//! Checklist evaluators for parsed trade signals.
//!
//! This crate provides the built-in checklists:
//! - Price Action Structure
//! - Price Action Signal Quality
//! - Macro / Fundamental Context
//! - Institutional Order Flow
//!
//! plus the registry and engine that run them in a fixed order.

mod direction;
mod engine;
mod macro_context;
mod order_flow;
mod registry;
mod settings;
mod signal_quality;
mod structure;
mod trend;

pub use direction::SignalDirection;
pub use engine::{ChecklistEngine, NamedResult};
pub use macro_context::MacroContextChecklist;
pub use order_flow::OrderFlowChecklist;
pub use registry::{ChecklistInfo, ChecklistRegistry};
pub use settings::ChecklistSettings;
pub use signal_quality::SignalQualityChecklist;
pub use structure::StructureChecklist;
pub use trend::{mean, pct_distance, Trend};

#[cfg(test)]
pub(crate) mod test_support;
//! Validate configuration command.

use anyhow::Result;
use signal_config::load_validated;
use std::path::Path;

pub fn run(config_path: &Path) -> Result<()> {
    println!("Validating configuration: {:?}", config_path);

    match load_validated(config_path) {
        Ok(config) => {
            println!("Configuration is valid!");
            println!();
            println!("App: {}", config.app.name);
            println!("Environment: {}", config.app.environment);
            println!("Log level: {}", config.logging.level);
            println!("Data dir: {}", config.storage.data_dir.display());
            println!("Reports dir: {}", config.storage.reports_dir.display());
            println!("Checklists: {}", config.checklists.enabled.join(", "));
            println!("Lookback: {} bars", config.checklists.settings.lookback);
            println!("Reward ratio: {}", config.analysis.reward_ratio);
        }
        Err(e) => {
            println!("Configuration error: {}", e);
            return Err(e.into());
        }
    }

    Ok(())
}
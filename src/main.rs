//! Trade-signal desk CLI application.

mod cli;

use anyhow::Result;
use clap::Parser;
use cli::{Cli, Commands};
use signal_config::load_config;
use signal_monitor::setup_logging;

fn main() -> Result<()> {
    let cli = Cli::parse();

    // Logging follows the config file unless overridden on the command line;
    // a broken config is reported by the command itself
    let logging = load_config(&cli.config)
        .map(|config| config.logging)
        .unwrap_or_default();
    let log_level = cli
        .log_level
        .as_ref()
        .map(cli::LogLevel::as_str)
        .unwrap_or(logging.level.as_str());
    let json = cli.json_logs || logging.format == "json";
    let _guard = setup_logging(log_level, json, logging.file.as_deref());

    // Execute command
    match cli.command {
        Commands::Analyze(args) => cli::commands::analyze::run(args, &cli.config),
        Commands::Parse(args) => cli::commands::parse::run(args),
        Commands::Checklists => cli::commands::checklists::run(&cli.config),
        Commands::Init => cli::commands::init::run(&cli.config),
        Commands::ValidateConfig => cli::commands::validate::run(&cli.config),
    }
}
------------------------------
# What the task requires
Repeat all of the entries exactly.

# Solution below
//! Checklist evaluators for parsed trade signals.
//!
//! This crate provides the built-in checklists:
//! - Price Action Structure
//! - Price Action Signal Quality
//! - Macro / Fundamental Context
//! - Institutional Order Flow
//!
//! plus the registry and engine that run them in a fixed order.

mod direction;
mod engine;
mod macro_context;
mod order_flow;
mod registry;
mod settings;
mod signal_quality;
mod structure;
mod trend;

pub use direction::SignalDirection;
pub use engine::{ChecklistEngine, NamedResult};
pub use macro_context::MacroContextChecklist;
pub use order_flow::OrderFlowChecklist;
pub use registry::{ChecklistInfo, ChecklistRegistry};
pub use settings::ChecklistSettings;
pub use signal_quality::SignalQualityChecklist;
pub use structure::StructureChecklist;
pub use trend::{mean, pct_distance, Trend};

#[cfg(test)]
pub(crate) mod test_support;
//! Validate configuration command.

use anyhow::Result;
use signal_config::load_validated;
use std::path::Path;

pub fn run(config_path: &Path) -> Result<()> {
    println!("Validating configuration: {:?}", config_path);

    match load_validated(config_path) {
        Ok(config) => {
            println!("Configuration is valid!");
            println!();
            println!("App: {}", config.app.name);
            println!("Environment: {}", config.app.environment);
            println!("Log level: {}", config.logging.level);
            println!("Data dir: {}", config.storage.data_dir.display());
            println!("Reports dir: {}", config.storage.reports_dir.display());
            println!("Checklists: {}", config.checklists.enabled.join(", "));
            println!("Lookback: {} bars", config.checklists.settings.lookback);
            println!("Reward ratio: {}", config.analysis.reward_ratio);
        }
        Err(e) => {
            println!("Configuration error: {}", e);
            return Err(e.into());
        }
    }

    Ok(())
}
filename src/main.rs
//! Trade-signal desk CLI application.

mod cli;

use anyhow::Result;
use clap::Parser;
use cli::{Cli, Commands};
use signal_config::load_config;
use signal_monitor::setup_logging;

fn main() -> Result<()> {
    let cli = Cli::parse();

    // Logging follows the config file unless overridden on the command line;
    // a broken config is reported by the command itself
    let logging = load_config(&cli.config)
        .map(|config| config.logging)
        .unwrap_or_default();
    let log_level = cli
        .log_level
        .as_ref()
        .map(cli::LogLevel::as_str)
        .unwrap_or(logging.level.as_str());
    let json = cli.json_logs || logging.format == "json";
    let _guard = setup_logging(log_level, json, logging.file.as_deref());

    // Execute command
    match cli.command {
        Commands::Analyze(args) => cli::commands::analyze::run(args, &cli.config),
        Commands::Parse(args) => cli::commands::parse::run(args),
        Commands::Checklists => cli::commands::checklists::run(&cli.config),
        Commands::Init => cli::commands::init::run(&cli.config),
        Commands::ValidateConfig => cli::commands::validate::run(&cli.config),
    }
}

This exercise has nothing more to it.